Cornell Tech is a revolutionary model for graduate education that fuses technology with business and creative thinking. Cornell Tech brings together like-minded faculty, business leaders, tech entrepreneurs and students in a catalytic environment to produce visionary ideas grounded in significant needs that will reinvent the way we live.

The Joan & Irwin Jacobs Technion-Cornell Institute embodies the academic partnership between Cornell University and the Technion – Israel Institute of Technology at Cornell Tech.

From 2012-2017, the campus was temporarily located in Google’s New York City building. In fall 2017, 30 world-class faculty and almost 300 graduate students move into the first phase of Cornell Tech’s permanent campus on Roosevelt Island, continuing to conduct groundbreaking research, collaborate extensively with tech-oriented companies and organizations and pursue their own start-ups. When fully completed, the campus will include two million square feet of state-of-the-art buildings, over two acres of open space, and will be home to more than 2,000 graduate students and hundreds of faculty and staff.

Our Mission

Cornell Tech focuses on creating pioneering leaders and technologies for the digital age, through research, technology commercialization, and graduate-level education at the professional master’s, doctoral and postdoctoral levels.

Our premise is that the rapid pace of innovation in the digital age calls for new approaches to commercializing university technology, new levels of strategic collaboration between companies and universities, and new curricula for graduate education.
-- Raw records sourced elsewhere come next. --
pub mod pose;
pub mod provider;
pub mod synthetic;

pub use pose::{Motion, MotionInfo, Pose};
pub use provider::{FrameParameters, MotionParameters, PoseProvider, BODY_POSE_LEN};
pub use synthetic::{walking_cycle, ProceduralBody};
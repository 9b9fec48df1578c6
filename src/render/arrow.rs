use std::f64::consts::PI;

use nalgebra::{Isometry3, Matrix4, Point3, Quaternion, Translation3, UnitQuaternion, Vector3};

use crate::error::{KinematicsError, Result};

/// 矢印モデルの向き（Z軸方向に伸びる）
pub const REFERENCE_AXIS: Vector3<f64> = Vector3::new(0.0, 0.0, 1.0);

/// 太さ方向のスケール上限。これを超えると長さだけが伸びる
pub const MAX_RADIAL_SCALE: f64 = 1.5;

const CYLINDER_RADIUS: f64 = 0.007;
const CONE_RADIUS: f64 = 0.015;
const CYLINDER_HEIGHT: f64 = 0.1;
const CONE_HEIGHT: f64 = 0.04;

/// w がこれ以下なら反平行とみなす
const ANTIPARALLEL_EPS: f64 = 1e-12;

pub const ARROW_SIZE_RANGE: std::ops::RangeInclusive<u8> = 1..=5;
pub const SMOOTHING_WINDOW_RANGE: std::ops::RangeInclusive<usize> = 1..=10;

/// 矢印種別ごとのユーザー設定
#[derive(Debug, Clone, Copy, PartialEq)]
pub struct UserArrowSetting {
    pub enabled: bool,
    /// ベクトルの大きさを矢印サイズに反映するか
    pub scaling_enabled: bool,
    /// 1..=5
    pub arrow_size: u8,
    /// 1..=10
    pub smoothing_window_size: usize,
    /// RGBA
    pub color: [f32; 4],
}

impl UserArrowSetting {
    pub fn new(color: [f32; 4]) -> Self {
        Self {
            enabled: false,
            scaling_enabled: false,
            arrow_size: 1,
            smoothing_window_size: 1,
            color,
        }
    }

    pub fn set_arrow_size(&mut self, size: u8) -> Result<()> {
        if !ARROW_SIZE_RANGE.contains(&size) {
            return Err(KinematicsError::invalid_setting(format!(
                "arrow size {} outside {:?}",
                size, ARROW_SIZE_RANGE
            )));
        }
        self.arrow_size = size;
        Ok(())
    }

    pub fn set_smoothing_window_size(&mut self, size: usize) -> Result<()> {
        if !SMOOTHING_WINDOW_RANGE.contains(&size) {
            return Err(KinematicsError::invalid_setting(format!(
                "smoothing window {} outside {:?}",
                size, SMOOTHING_WINDOW_RANGE
            )));
        }
        self.smoothing_window_size = size;
        Ok(())
    }

    /// 矢印のスケール係数
    pub fn scale(&self, scaling_factor: f64) -> ArrowScale {
        ArrowScale::new(self.arrow_size as f64, scaling_factor, self.scaling_enabled)
    }
}

/// 太さ・長さで独立したスケール
#[derive(Debug, Clone, Copy, PartialEq)]
pub struct ArrowScale {
    /// 円柱半径・円錐半径・円錐高さ用（上限あり）
    pub radial: f64,
    /// 円柱の長さ用（上限なし）
    pub length: f64,
}

impl ArrowScale {
    pub fn new(arrow_size: f64, scaling_factor: f64, scaling_enabled: bool) -> Self {
        let base = if scaling_enabled {
            arrow_size * scaling_factor
        } else {
            arrow_size
        };
        Self {
            radial: base.min(MAX_RADIAL_SCALE),
            length: base,
        }
    }
}

/// スケール適用後の矢印寸法
#[derive(Debug, Clone, Copy, PartialEq)]
pub struct ArrowGeometry {
    pub cylinder_radius: f64,
    pub cone_radius: f64,
    pub cylinder_height: f64,
    pub cone_height: f64,
}

impl ArrowGeometry {
    pub fn from_scale(scale: &ArrowScale) -> Self {
        Self {
            cylinder_radius: CYLINDER_RADIUS * scale.radial,
            cone_radius: CONE_RADIUS * scale.radial,
            cylinder_height: CYLINDER_HEIGHT * scale.length,
            cone_height: CONE_HEIGHT * scale.radial,
        }
    }

    pub fn total_length(&self) -> f64 {
        self.cylinder_height + self.cone_height
    }
}

/// 矢印の配置（回転 + 平行移動 + スケール）
#[derive(Debug, Clone, Copy, PartialEq)]
pub struct ArrowPlacement {
    pub rotation: UnitQuaternion<f64>,
    pub origin: Point3<f64>,
    pub scale: ArrowScale,
    pub geometry: ArrowGeometry,
}

impl ArrowPlacement {
    /// 回転してから origin へ移動する同次変換
    pub fn transform(&self) -> Matrix4<f64> {
        Isometry3::from_parts(Translation3::from(self.origin.coords), self.rotation)
            .to_homogeneous()
    }

    /// 矢印の向き（単位ベクトル）
    pub fn direction(&self) -> Vector3<f64> {
        self.rotation * REFERENCE_AXIS
    }

    /// 矢じりの先端位置
    pub fn tip(&self) -> Point3<f64> {
        self.origin + self.direction() * self.geometry.total_length()
    }
}

/// REFERENCE_AXIS を direction に重ねる回転
///
/// 半角クォータニオン q = normalize([|a||d| + a·d, a×d]) を使う。direction が
/// REFERENCE_AXIS と真逆のときは軸が不定になるので、X軸まわりの180度回転を返す。
/// direction がゼロ・非有限なら None。
pub fn rotation_to(direction: &Vector3<f64>) -> Option<UnitQuaternion<f64>> {
    let norm = direction.norm();
    if norm == 0.0 || !norm.is_finite() {
        return None;
    }
    let d = direction / norm;
    let a = REFERENCE_AXIS;

    let v = a.cross(&d);
    let w = (a.norm_squared() * d.norm_squared()).sqrt() + a.dot(&d);
    if w <= ANTIPARALLEL_EPS {
        return Some(UnitQuaternion::from_axis_angle(&Vector3::x_axis(), PI));
    }

    Some(UnitQuaternion::from_quaternion(Quaternion::new(w, v.x, v.y, v.z)))
}

/// start から vector 方向に向く矢印の配置を求める
pub fn solve_arrow(
    start: &Point3<f64>,
    vector: &Vector3<f64>,
    setting: &UserArrowSetting,
    scaling_factor: f64,
) -> Option<ArrowPlacement> {
    let rotation = rotation_to(vector)?;
    let scale = setting.scale(scaling_factor);
    Some(ArrowPlacement {
        rotation,
        origin: *start,
        scale,
        geometry: ArrowGeometry::from_scale(&scale),
    })
}
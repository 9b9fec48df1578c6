pub mod angles;
pub mod vector_field;
pub mod worker;

pub use angles::{angle_between, bone_direction, JointAngleData};
pub use vector_field::{acceleration_field, velocity_field, FieldSample, VectorField};
pub use worker::{AngleJobResult, AngleWorker};
use std::fs::{self, File};
use std::io::{BufWriter, Write};
use std::path::{Path, PathBuf};
use std::sync::{Arc, Mutex};

use anyhow::{Context, Result};

pub type LogFile = Arc<Mutex<BufWriter<File>>>;

#[derive(Clone)]
enum Sink {
    /// stdout + ログファイル
    File { file: LogFile, path: PathBuf },
    Console,
    /// テスト用: 行をメモリに溜める
    Capture(Arc<Mutex<Vec<String>>>),
    Disabled,
}

/// コンソールとログファイルに同じ行を書くロガー
#[derive(Clone)]
pub struct Logger {
    sink: Sink,
}

impl Logger {
    /// `<dir>/<prefix>_%Y%m%d_%H%M%S.log` を作成
    pub fn open<P: AsRef<Path>>(dir: P, prefix: &str) -> Result<Self> {
        let dir = dir.as_ref();
        fs::create_dir_all(dir)
            .with_context(|| format!("failed to create log dir {}", dir.display()))?;
        let ts = chrono::Local::now().format("%Y%m%d_%H%M%S");
        let path = dir.join(format!("{}_{}.log", prefix, ts));
        let file = File::create(&path)
            .with_context(|| format!("failed to create log file {}", path.display()))?;
        eprintln!("Log: {}", path.display());
        Ok(Self {
            sink: Sink::File {
                file: Arc::new(Mutex::new(BufWriter::new(file))),
                path,
            },
        })
    }

    pub fn console() -> Self {
        Self { sink: Sink::Console }
    }

    pub fn disabled() -> Self {
        Self { sink: Sink::Disabled }
    }

    /// 書かれた行を後から読めるロガー
    pub fn capture() -> (Self, Arc<Mutex<Vec<String>>>) {
        let lines = Arc::new(Mutex::new(Vec::new()));
        (Self { sink: Sink::Capture(lines.clone()) }, lines)
    }

    pub fn path(&self) -> Option<&Path> {
        match &self.sink {
            Sink::File { path, .. } => Some(path),
            _ => None,
        }
    }

    pub fn line(&self, msg: &str) {
        match &self.sink {
            Sink::File { file, .. } => {
                println!("{}", msg);
                if let Ok(mut f) = file.lock() {
                    let _ = writeln!(f, "{}", msg);
                }
            }
            Sink::Console => println!("{}", msg),
            Sink::Capture(lines) => {
                if let Ok(mut lines) = lines.lock() {
                    lines.push(msg.to_string());
                }
            }
            Sink::Disabled => {}
        }
    }

    pub fn flush(&self) {
        if let Sink::File { file, .. } = &self.sink {
            if let Ok(mut f) = file.lock() {
                let _ = f.flush();
            }
        }
    }
}

/// `log!(logger, "fmt", args..)`
#[macro_export]
macro_rules! log {
    ($logger:expr, $($arg:tt)*) => {{
        let msg = format!($($arg)*);
        $logger.line(&msg);
    }};
}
We are creating new academic programs that blend technical depth, business knowhow, design skills and a “builder” mindset.

Our History

In December 2010, the City of New York issued a challenge to top institutions from around the world to propose a new or expanded applied sciences and engineering campus in New York City. NYC offered to provide city-owned land, a seed investment of city capital and the full support of the administration in making this project a reality. The result was  18 proposals from 27 outstanding institutions from six US states and 8 countries.

In October 2011, the city received  seven qualifying responses from 17 world-class institutions to the Request for Proposals, which sought a university, institution or consortium to develop and operate a new or expanded campus in the city in exchange for access to city-owned land and up to $100 million in city capital.

On December 19, 2011, then-Mayor Michael Bloomberg, Cornell University President David Skorton, and the Technion­ – Israel Institute of Technology President Peretz Lavie announced an historic partnership to build an applied science and engineering campus on Roosevelt Island in New York City.

The selection of Cornell and the Technion – which pairs two of the world’s top institutions in the fields of science, engineering, technology and research – marked a major milestone. The proposal was ultimately selected due to its large scale and vision, the long and impressive track record of both institutions in generating applied science breakthroughs and spinning out new businesses, the financing capacity of the consortium, the focus of the consortium on the collaboration between academia and the private sector, and the overall capacity of the partnership to execute the project.

On April 22, 2013, Dr. Irwin Mark Jacobs, Founding Chairman and CEO Emeritus of Qualcomm, and his wife, Joan Klein Jacobs, announced a $133 million gift to Cornell University and the Technion – Israel Institute of Technology to create the Joan & Irwin Jacobs Technion-Cornell Institute.

Our Home Campuses

The Cornell Tech network expands beyond New York City to the other institutions that help us pursue our mission every day.

Cornell is a private, Ivy League university and the land-grant university for New York State. Cornell’s mission is to discover, preserve and disseminate knowledge; produce creative work; and promote a culture of broad inquiry throughout and beyond the Cornell community. Cornell Tech offers degrees in conjunction with these schools:

When Cornell was preparing a bid for New York City’s Applied Science competition, the Technion – Israel Institute of Technology was a logical choice for an academic partner. With Israel’s reputation as the “Startup Nation” and the Technion’s history of producing the country’s leading tech entrepreneurs, Cornell knew there was a common vision:

  • Israel is home to the greatest concentration of high-tech startup companies outside of the Silicon Valley.
  • Technion graduates comprise the majority of Israeli-educated scientists and engineers, constituting over 70% of the country’s founders and managers of high-tech industries.